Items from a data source
+ + + + + + +

//! Hands-free mode: announce and repeat each word, then let the user choose
//! what comes next.

use crate::playback::{PlaybackEvent, PlaybackSequencer, RunHandle};

/// Autoplay loop over the word list.
///
/// The caller forwards every [`PlaybackEvent`] to
/// [`handle_event`](Self::handle_event); once the current cycle is over the
/// session reports [`is_awaiting_user`](Self::is_awaiting_user) and the UI
/// offers repeat / previous / next.
pub struct AutoplaySession {
    words: Vec<String>,
    index: usize,
    sequencer: PlaybackSequencer,
    run: Option<RunHandle>,
    awaiting_user: bool,
}

impl AutoplaySession {
    pub fn new(words: Vec<String>, start_index: usize, sequencer: PlaybackSequencer) -> Self {
        let index = start_index.min(words.len().saturating_sub(1));
        Self {
            words,
            index,
            sequencer,
            run: None,
            awaiting_user: false,
        }
    }

    pub fn index(&self) -> usize {
        self.index
    }

    pub fn len(&self) -> usize {
        self.words.len()
    }

    pub fn is_empty(&self) -> bool {
        self.words.is_empty()
    }

    pub fn current_word(&self) -> Option<&str> {
        self.words.get(self.index).map(String::as_str)
    }

    /// Run of the current cycle, if one was started.
    pub fn run(&self) -> Option<&RunHandle> {
        self.run.as_ref()
    }

    pub fn is_playing(&self) -> bool {
        self.sequencer.is_playing()
    }

    /// `true` once the current cycle has ended and the user should pick the
    /// next action.
    pub fn is_awaiting_user(&self) -> bool {
        self.awaiting_user
    }

    pub fn can_go_previous(&self) -> bool {
        self.index > 0
    }

    pub fn can_go_next(&self) -> bool {
        self.index + 1 < self.words.len()
    }

    // -----------------------------------------------------------------------
    // Actions
    // -----------------------------------------------------------------------

    /// Start a cycle for the current word, replacing any running one.
    /// Returns `None` when there are no words.
    pub fn start(&mut self) -> Option<RunHandle> {
        let word = self.words.get(self.index)?;
        self.awaiting_user = false;
        let run = self
            .sequencer
            .play_autoplay(word, self.index, self.words.len());
        log::debug!("autoplay: word {} of {} ({})", self.index + 1, self.words.len(), run.id());
        self.run = Some(run.clone());
        Some(run)
    }

    pub fn repeat(&mut self) -> Option<RunHandle> {
        self.start()
    }

    /// Move to the next word and start its cycle.  `None` at the last word.
    pub fn next(&mut self) -> Option<RunHandle> {
        if !self.can_go_next() {
            return None;
        }
        self.index += 1;
        self.start()
    }

    /// Move to the previous word and start its cycle.  `None` at the first.
    pub fn previous(&mut self) -> Option<RunHandle> {
        if !self.can_go_previous() {
            return None;
        }
        self.index -= 1;
        self.start()
    }

    pub fn stop(&mut self) {
        self.sequencer.stop();
        self.awaiting_user = false;
    }

    /// Track sequencer notifications.  Returns `true` when the event made the
    /// session start awaiting the user.  Events from superseded runs are
    /// ignored.
    pub fn handle_event(&mut self, event: &PlaybackEvent) -> bool {
        let PlaybackEvent::AwaitingUserAction { run } = event else {
            return false;
        };
        if self.run.as_ref().map(RunHandle::id) != Some(*run) {
            return false;
        }
        self.awaiting_user = true;
        true
    }
}

// ---------------------------------------------------------------------------
// Tests
// ---------------------------------------------------------------------------
//! Application entry point for word-drill.
//!
//! # Startup sequence
//!
//! 1. Parse the command line.
//! 2. Initialise logging.
//! 3. Load [`AppConfig`] and the [`WordList`] (defaults / empty on first run).
//! 4. `words …` edits the list and exits; `study` and `autoplay` build a
//!    current-thread tokio runtime and run an interactive loop over stdin
//!    lines and playback events.

use std::path::PathBuf;

use anyhow::{Context, Result};
use clap::{Parser, Subcommand};
use tokio::io::{AsyncBufReadExt, BufReader};

use word_drill::{
    config::{AppConfig, AppPaths},
    playback::{PlaybackEvent, PlaybackSequencer, RunState},
    session::{AutoplaySession, StudySession},
    speech,
    words::{EditCommit, EditOutcome, WordEditor, WordList},
};

// ---------------------------------------------------------------------------
// Command line
// ---------------------------------------------------------------------------

/// Vocabulary drill: page through your words and hear them spoken.
#[derive(Parser, Debug)]
#[command(author, version, about, long_about = None)]
struct Cli {
    /// Directory holding settings.toml and word-list.json
    #[arg(long, value_name = "PATH", global = true)]
    config: Option<PathBuf>,

    #[command(subcommand)]
    command: Command,
}

#[derive(Subcommand, Debug)]
enum Command {
    /// Show or change the word list
    Words {
        #[command(subcommand)]
        action: WordsAction,
    },
    /// Page through the words and play them on demand
    Study {
        /// Position (1-based) of the first word shown
        #[arg(long, default_value_t = 1)]
        start: usize,
    },
    /// Announce and repeat each word hands-free
    Autoplay {
        /// Position (1-based) of the first word played
        #[arg(long, default_value_t = 1)]
        start: usize,
    },
}

#[derive(Subcommand, Debug)]
enum WordsAction {
    /// Print every word with its position
    List,
    /// Append one or more words
    Add {
        #[arg(required = true)]
        words: Vec<String>,
    },
    /// Delete the word at a position
    Remove { index: usize },
    /// Replace the word at a position (an empty word deletes it)
    Edit { index: usize, word: String },
    /// Delete every word
    Clear,
}

// ---------------------------------------------------------------------------
// main
// ---------------------------------------------------------------------------

fn main() -> Result<()> {
    let cli = Cli::parse();

    env_logger::Builder::from_env(env_logger::Env::default().default_filter_or("info")).init();

    let paths = AppPaths::resolve(cli.config.as_deref());
    let config = AppConfig::load_or_default(&paths);
    let list = WordList::load_from(&paths.word_list_file)?;

    match cli.command {
        Command::Words { action } => run_words(action, list, &config),
        Command::Study { start } => {
            let start = to_index(start)?;
            runtime()?.block_on(run_study(list.words().to_vec(), start, &config))
        }
        Command::Autoplay { start } => {
            let start = to_index(start)?;
            runtime()?.block_on(run_autoplay(list.words().to_vec(), start, &config))
        }
    }
}

fn runtime() -> Result<tokio::runtime::Runtime> {
    tokio::runtime::Builder::new_current_thread()
        .enable_all()
        .build()
        .context("failed to create tokio runtime")
}

/// Convert a 1-based position from the command line.
fn to_index(position: usize) -> Result<usize> {
    position.checked_sub(1).context("positions start at 1")
}

// ---------------------------------------------------------------------------
// words
// ---------------------------------------------------------------------------

fn run_words(action: WordsAction, mut list: WordList, config: &AppConfig) -> Result<()> {
    match action {
        WordsAction::List => {
            if list.is_empty() {
                println!("There are currently no words to learn");
            }
            for (i, word) in list.words().iter().enumerate() {
                println!("{:>3}. {word}", i + 1);
            }
            return Ok(());
        }
        WordsAction::Add { words } => {
            for word in &words {
                let index = list.add(word)?;
                println!("Added {:?} at {}", list.get(index).unwrap_or_default(), index + 1);
            }
        }
        WordsAction::Remove { index } => {
            let removed = list.remove(to_index(index)?)?;
            println!("Removed {removed:?}");
        }
        WordsAction::Edit { index, word } => {
            let mut editor = WordEditor::new(list, &config.gesture);
            editor.start_edit(to_index(index)?)?;
            editor.set_draft(word);
            match editor.commit(EditCommit::Confirm)? {
                Some(EditOutcome::Removed) => println!("Removed word {index}"),
                Some(EditOutcome::Saved) => println!("Updated word {index}"),
                _ => {}
            }
            list = editor.into_list();
        }
        WordsAction::Clear => {
            list.clear();
            println!("Deleted all words");
        }
    }
    list.save()?;
    Ok(())
}

// ---------------------------------------------------------------------------
// study
// ---------------------------------------------------------------------------

#[derive(Debug, PartialEq, Eq)]
enum StudyInput {
    TogglePlayback,
    Next,
    Previous,
    GoTo(usize),
    Quit,
    Unknown,
}

fn parse_study_input(line: &str) -> StudyInput {
    let mut parts = line.split_whitespace();
    match (parts.next(), parts.next()) {
        (None, _) | (Some("play"), None) => StudyInput::TogglePlayback,
        (Some("n"), None) => StudyInput::Next,
        (Some("p"), None) => StudyInput::Previous,
        (Some("q"), None) => StudyInput::Quit,
        (Some("go"), Some(n)) => match n.parse::<usize>() {
            Ok(position) if position > 0 => StudyInput::GoTo(position - 1),
            _ => StudyInput::Unknown,
        },
        _ => StudyInput::Unknown,
    }
}

fn print_study(session: &StudySession) {
    let word = session.current_word().unwrap_or_default();
    println!("[{}] {word}", session.position_label());
}

async fn run_study(words: Vec<String>, start: usize, config: &AppConfig) -> Result<()> {
    if words.is_empty() {
        println!("There are currently no words to learn");
        return Ok(());
    }

    let (sequencer, mut events) =
        PlaybackSequencer::new(speech::from_config(&config.speech), config.playback.clone());
    let mut session = StudySession::new(words, start, &config.gesture, sequencer);

    if !session.is_playback_supported() {
        println!("Audio playback is not available on this system");
    }
    println!("Enter: play/stop   n: next   p: previous   go N: jump   q: quit");
    print_study(&session);

    let mut lines = BufReader::new(tokio::io::stdin()).lines();
    loop {
        tokio::select! {
            line = lines.next_line() => {
                let Some(line) = line.context("failed to read input")? else {
                    break;
                };
                match parse_study_input(&line) {
                    StudyInput::TogglePlayback => {
                        if session.toggle_playback().is_none() {
                            println!("Stopped");
                        }
                    }
                    StudyInput::Next => {
                        session.next();
                        print_study(&session);
                    }
                    StudyInput::Previous => {
                        session.previous();
                        print_study(&session);
                    }
                    StudyInput::GoTo(index) => {
                        session.go_to(index);
                        print_study(&session);
                    }
                    StudyInput::Quit => break,
                    StudyInput::Unknown => {
                        println!("Enter: play/stop   n: next   p: previous   go N: jump   q: quit");
                    }
                }
            }
            Some(event) = events.recv() => {
                if let PlaybackEvent::Finished { state: RunState::Failed, .. } = event {
                    println!("Could not play the word");
                }
            }
        }
    }

    session.stop();
    Ok(())
}

// ---------------------------------------------------------------------------
// autoplay
// ---------------------------------------------------------------------------

fn print_autoplay(session: &AutoplaySession) {
    let word = session.current_word().unwrap_or_default();
    println!("Word {} of {}: {word}", session.index() + 1, session.len());
}

fn print_actions(session: &AutoplaySession) {
    let mut actions = vec!["r: repeat"];
    if session.can_go_previous() {
        actions.push("p: previous");
    }
    if session.can_go_next() {
        actions.push("n: next");
    }
    actions.push("q: quit");
    println!("{}", actions.join("   "));
}

async fn run_autoplay(words: Vec<String>, start: usize, config: &AppConfig) -> Result<()> {
    if words.is_empty() {
        println!("There are currently no words to learn");
        return Ok(());
    }

    let (sequencer, mut events) =
        PlaybackSequencer::new(speech::from_config(&config.speech), config.playback.clone());
    if !sequencer.is_supported() {
        println!("Audio playback is not available on this system");
    }
    let mut session = AutoplaySession::new(words, start, sequencer);

    session.start();
    print_autoplay(&session);

    let mut lines = BufReader::new(tokio::io::stdin()).lines();
    loop {
        tokio::select! {
            line = lines.next_line() => {
                let Some(line) = line.context("failed to read input")? else {
                    break;
                };
                let moved = match line.trim() {
                    "r" => session.repeat(),
                    "p" => session.previous(),
                    "n" => session.next(),
                    "q" => break,
                    "" => continue,
                    _ => {
                        print_actions(&session);
                        continue;
                    }
                };
                match moved {
                    Some(_) => print_autoplay(&session),
                    None => println!("No word in that direction"),
                }
            }
            Some(event) = events.recv() => {
                if let PlaybackEvent::Finished { state: RunState::Failed, .. } = event {
                    println!("Playback failed");
                }
                if session.handle_event(&event) {
                    print_actions(&session);
                }
            }
        }
    }

    session.stop();
    Ok(())
}

// ---------------------------------------------------------------------------
// Tests
// ---------------------------------------------------------------------------

#[cfg(test)]
mod tests {
    use super::*;

    #[test]
    fn study_input_parsing() {
        assert_eq!(parse_study_input(""), StudyInput::TogglePlayback);
        assert_eq!(parse_study_input(" play "), StudyInput::TogglePlayback);
        assert_eq!(parse_study_input("n"), StudyInput::Next);
        assert_eq!(parse_study_input("p"), StudyInput::Previous);
        assert_eq!(parse_study_input("go 3"), StudyInput::GoTo(2));
        assert_eq!(parse_study_input("go 0"), StudyInput::Unknown);
        assert_eq!(parse_study_input("go x"), StudyInput::Unknown);
        assert_eq!(parse_study_input("q"), StudyInput::Quit);
        assert_eq!(parse_study_input("next please"), StudyInput::Unknown);
    }

    #[test]
    fn positions_are_one_based() {
        assert_eq!(to_index(1).unwrap(), 0);
        assert!(to_index(0).is_err());
    }

    #[test]
    fn cli_parses_subcommands() {
        let cli = Cli::try_parse_from(["word-drill", "--config", "/tmp/wd", "study", "--start", "3"])
            .unwrap();
        assert_eq!(cli.config, Some(PathBuf::from("/tmp/wd")));
        assert!(matches!(cli.command, Command::Study { start: 3 }));

        let cli = Cli::try_parse_from(["word-drill", "words", "edit", "2", "水"]).unwrap();
        assert!(matches!(
            cli.command,
            Command::Words { action: WordsAction::Edit { index: 2, .. } }
        ));

        assert!(Cli::try_parse_from(["word-drill", "words", "add"]).is_err());
    }
}
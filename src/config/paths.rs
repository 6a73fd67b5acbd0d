//! Where settings and the word list live on disk.
//!
//! Both files share one directory, `<config_dir>/word-drill/`:
//!
//!   Windows: %APPDATA%\word-drill\
//!   macOS:   ~/Library/Application Support/word-drill/
//!   Linux:   ~/.config/word-drill/
//!
//! The `--config` flag replaces that directory wholesale.

use std::path::{Path, PathBuf};

const APP_DIR_NAME: &str = "word-drill";
const SETTINGS_FILE_NAME: &str = "settings.toml";
const WORD_LIST_FILE_NAME: &str = "word-list.json";

/// Resolved locations of every file the application reads or writes.
#[derive(Debug, Clone, PartialEq, Eq)]
pub struct AppPaths {
    pub config_dir: PathBuf,
    pub settings_file: PathBuf,
    pub word_list_file: PathBuf,
}

impl AppPaths {
    /// Platform default directory (current directory if the platform has
    /// no config dir).
    pub fn new() -> Self {
        let base = dirs::config_dir().unwrap_or_else(|| PathBuf::from("."));
        Self::in_dir(&base.join(APP_DIR_NAME))
    }

    /// Every file inside `config_dir`.
    pub fn in_dir(config_dir: &Path) -> Self {
        Self {
            config_dir: config_dir.to_path_buf(),
            settings_file: config_dir.join(SETTINGS_FILE_NAME),
            word_list_file: config_dir.join(WORD_LIST_FILE_NAME),
        }
    }

    /// `override_dir` when given, otherwise the platform default.
    pub fn resolve(override_dir: Option<&Path>) -> Self {
        match override_dir {
            Some(dir) => {
                log::debug!("config: using directory {}", dir.display());
                Self::in_dir(dir)
            }
            None => Self::new(),
        }
    }
}

impl Default for AppPaths {
    fn default() -> Self {
        Self::new()
    }
}

#[cfg(test)]
mod tests {
    use super::*;

    #[test]
    fn default_dir_ends_with_app_name() {
        let paths = AppPaths::new();
        assert!(paths.config_dir.ends_with(APP_DIR_NAME));
        assert_eq!(paths.settings_file.parent(), Some(paths.config_dir.as_path()));
        assert_eq!(paths.word_list_file.parent(), Some(paths.config_dir.as_path()));
    }

    #[test]
    fn in_dir_places_files_in_that_directory() {
        let paths = AppPaths::in_dir(Path::new("/tmp/drill"));
        assert_eq!(paths.settings_file, Path::new("/tmp/drill/settings.toml"));
        assert_eq!(paths.word_list_file, Path::new("/tmp/drill/word-list.json"));
    }

    #[test]
    fn resolve_prefers_override() {
        let dir = Path::new("/srv/drill");
        assert_eq!(AppPaths::resolve(Some(dir)), AppPaths::in_dir(dir));
        assert_eq!(AppPaths::resolve(None), AppPaths::new());
    }
}
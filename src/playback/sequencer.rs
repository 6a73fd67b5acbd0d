//! Playback sequencer: runs a [`PlaybackPlan`] against the speech port.
//!
//! # Flow
//!
//! ```text
//! play_single / play_autoplay
//!   └─▶ stop()                       cancel previous run, SpeechPort::stop_all
//!   └─▶ build PlaybackPlan
//!   └─▶ tokio::spawn(execute)
//!         for each step:
//!           begin_step ─▶ StepStarted             [Starting]
//!           select { cancelled | started | speak }
//!             started ─▶ UtteranceStarted         [Speaking]
//!           select { cancelled | sleep(hold) }    [PausedBetweenSteps]
//!         finish ─▶ Finished (+ AwaitingUserAction for autoplay)
//! ```
//!
//! Cancellation is synchronous from the caller's point of view: the handle is
//! `Cancelled` before [`PlaybackSequencer::cancel`] returns, and the spawned
//! task checks the handle before every step so nothing else starts.
//!
//! Step events are sent from inside the run's guarded transitions, so on any
//! runtime flavour they are only sent for a live run and always precede the
//! run's `Finished`.

use std::sync::Arc;

use tokio::sync::mpsc;

use crate::config::PlaybackConfig;
use crate::speech::{SpeechPort, StartSignal};

use super::plan::{PlanKind, PlaybackPlan};
use super::run::{RunHandle, RunId, RunState};

// ---------------------------------------------------------------------------
// PlaybackEvent
// ---------------------------------------------------------------------------

/// Notifications sent to whoever drives the surrounding UI.
#[derive(Debug, Clone, Copy, PartialEq, Eq)]
pub enum PlaybackEvent {
    /// Step `step` (0-based) of `total` was handed to the speech port.
    StepStarted { run: RunId, step: usize, total: usize },
    /// The speech port reports that step `step` is audible.
    UtteranceStarted { run: RunId, step: usize },
    /// The run reached a terminal state.
    Finished { run: RunId, state: RunState },
    /// An autoplay run ended (normally or by failure); the UI should offer
    /// repeat / previous / next.
    AwaitingUserAction { run: RunId },
}

// ---------------------------------------------------------------------------
// PlaybackSequencer
// ---------------------------------------------------------------------------

/// Sole owner of speech output.
///
/// At most one run is live at a time: every new request cancels the previous
/// one first.  Requests spawn onto the current tokio runtime, so they must be
/// made from within one.
pub struct PlaybackSequencer {
    speech: Arc<dyn SpeechPort>,
    config: PlaybackConfig,
    events: mpsc::UnboundedSender<PlaybackEvent>,
    current: Option<RunHandle>,
    next_id: u64,
    supported: bool,
}

impl PlaybackSequencer {
    /// Create a sequencer and the receiving end of its event stream.
    pub fn new(
        speech: Arc<dyn SpeechPort>,
        config: PlaybackConfig,
    ) -> (Self, mpsc::UnboundedReceiver<PlaybackEvent>) {
        let supported = speech.is_available();
        if !supported {
            log::warn!("playback: speech output unavailable, playback disabled");
        }
        let (events, rx) = mpsc::unbounded_channel();

        let sequencer = Self {
            speech,
            config,
            events,
            current: None,
            next_id: 1,
            supported,
        };
        (sequencer, rx)
    }

    /// Whether playback can produce audio at all.  UIs disable their playback
    /// controls when this is `false`.
    pub fn is_supported(&self) -> bool {
        self.supported
    }

    /// The most recently started run, live or not.
    pub fn current(&self) -> Option<&RunHandle> {
        self.current.as_ref()
    }

    /// `true` while the most recent run is still live.
    pub fn is_playing(&self) -> bool {
        self.current.as_ref().is_some_and(RunHandle::is_active)
    }

    // -----------------------------------------------------------------------
    // Requests
    // -----------------------------------------------------------------------

    /// Speak `word` once.
    pub fn play_single(&mut self, word: &str) -> RunHandle {
        let plan = PlaybackPlan::single(word, &self.config);
        self.play(plan)
    }

    /// Announce `position` of `total` (0-based position) and repeat `word`.
    pub fn play_autoplay(&mut self, word: &str, position: usize, total: usize) -> RunHandle {
        let plan = PlaybackPlan::autoplay(word, position, total, &self.config);
        self.play(plan)
    }

    /// Run an arbitrary plan, superseding whatever is playing.
    pub fn play(&mut self, plan: PlaybackPlan) -> RunHandle {
        self.stop();

        let id = RunId(self.next_id);
        self.next_id += 1;
        let run = RunHandle::new(id, plan.len());
        self.current = Some(run.clone());

        if !self.supported || plan.is_empty() {
            let reason = if self.supported {
                "nothing to speak"
            } else {
                "speech unavailable"
            };
            log::warn!("playback: {id} rejected ({reason})");
            conclude(&run, RunState::Failed, plan.kind(), &self.events);
            return run;
        }

        log::debug!("playback: {id} starting ({} steps)", plan.len());
        tokio::spawn(execute(
            plan,
            run.clone(),
            Arc::clone(&self.speech),
            self.events.clone(),
        ));
        run
    }

    // -----------------------------------------------------------------------
    // Cancellation
    // -----------------------------------------------------------------------

    /// Cancel `run` and silence speech.  No-op if the run is already over.
    pub fn cancel(&mut self, run: &RunHandle) {
        if conclude(run, RunState::Cancelled, PlanKind::Single, &self.events) {
            log::info!("playback: {} cancelled", run.id());
            self.speech.stop_all();
        }
    }

    /// Cancel the current run, if any, and silence speech.
    pub fn stop(&mut self) {
        if let Some(run) = self.current.take() {
            if conclude(&run, RunState::Cancelled, PlanKind::Single, &self.events) {
                log::info!("playback: {} cancelled", run.id());
            }
        }
        self.speech.stop_all();
    }
}

impl Drop for PlaybackSequencer {
    fn drop(&mut self) {
        self.stop();
    }
}

// ---------------------------------------------------------------------------
// Execution
// ---------------------------------------------------------------------------

/// Move `run` to terminal `state` and announce it.  Returns `false` if the
/// run had already ended.
fn conclude(
    run: &RunHandle,
    state: RunState,
    kind: PlanKind,
    events: &mpsc::UnboundedSender<PlaybackEvent>,
) -> bool {
    if !run.finish(state) {
        return false;
    }
    // A closed receiver only means nobody is listening.
    let _ = events.send(PlaybackEvent::Finished { run: run.id(), state });
    if kind == PlanKind::Autoplay && matches!(state, RunState::Done | RunState::Failed) {
        let _ = events.send(PlaybackEvent::AwaitingUserAction { run: run.id() });
    }
    true
}

async fn execute(
    plan: PlaybackPlan,
    run: RunHandle,
    speech: Arc<dyn SpeechPort>,
    events: mpsc::UnboundedSender<PlaybackEvent>,
) {
    let total = plan.len();

    for (index, step) in plan.steps().iter().enumerate() {
        let entered = run.begin_step(index, || {
            let _ = events.send(PlaybackEvent::StepStarted {
                run: run.id(),
                step: index,
                total,
            });
        });
        if !entered {
            return;
        }
        log::debug!("playback: {} step {}/{total} {:?}", run.id(), index + 1, step.text);

        let (signal, mut started) = StartSignal::new();
        let mut utterance = speech.speak(&step.text, &step.language, signal);
        let mut waiting_for_audio = true;
        let announce = || {
            let _ = events.send(PlaybackEvent::UtteranceStarted {
                run: run.id(),
                step: index,
            });
        };

        let spoken = loop {
            tokio::select! {
                biased;
                _ = run.wait() => return,
                fired = &mut started, if waiting_for_audio => {
                    waiting_for_audio = false;
                    if fired.is_ok() {
                        run.audible(announce);
                    }
                }
                result = &mut utterance => {
                    // Started and finished within the same poll.
                    if waiting_for_audio && started.try_recv().is_ok() {
                        run.audible(announce);
                    }
                    break result;
                }
            }
        };
        if let Err(e) = spoken {
            if conclude(&run, RunState::Failed, plan.kind(), &events) {
                log::warn!("playback: {} step {} failed: {e}", run.id(), index + 1);
            }
            return;
        }

        if !step.hold_after.is_zero() {
            if !run.pause() {
                return;
            }
            tokio::select! {
                biased;
                _ = run.wait() => return,
                _ = tokio::time::sleep(step.hold_after) => {}
            }
        }
    }

    if conclude(&run, RunState::Done, plan.kind(), &events) {
        log::debug!("playback: {} done", run.id());
    }
}

// ---------------------------------------------------------------------------
// Tests
// ---------------------------------------------------------------------------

+ + + + + + +

From the entries above, print the lines beginning at the one with "(0-based position) and" and stopping after the one with "self.current = Some(run.clone());", exactly as written and with nothing else.

    /// Announce `position` of `total` (0-based position) and repeat `word`.
    pub fn play_autoplay(&mut self, word: &str, position: usize, total: usize) -> RunHandle {
        let plan = PlaybackPlan::autoplay(word, position, total, &self.config);
        self.play(plan)
    }

    /// Run an arbitrary plan, superseding whatever is playing.
    pub fn play(&mut self, plan: PlaybackPlan) -> RunHandle {
        self.stop();

        let id = RunId(self.next_id);
        self.next_id += 1;
        let run = RunHandle::new(id, plan.len());
        self.current = Some(run.clone());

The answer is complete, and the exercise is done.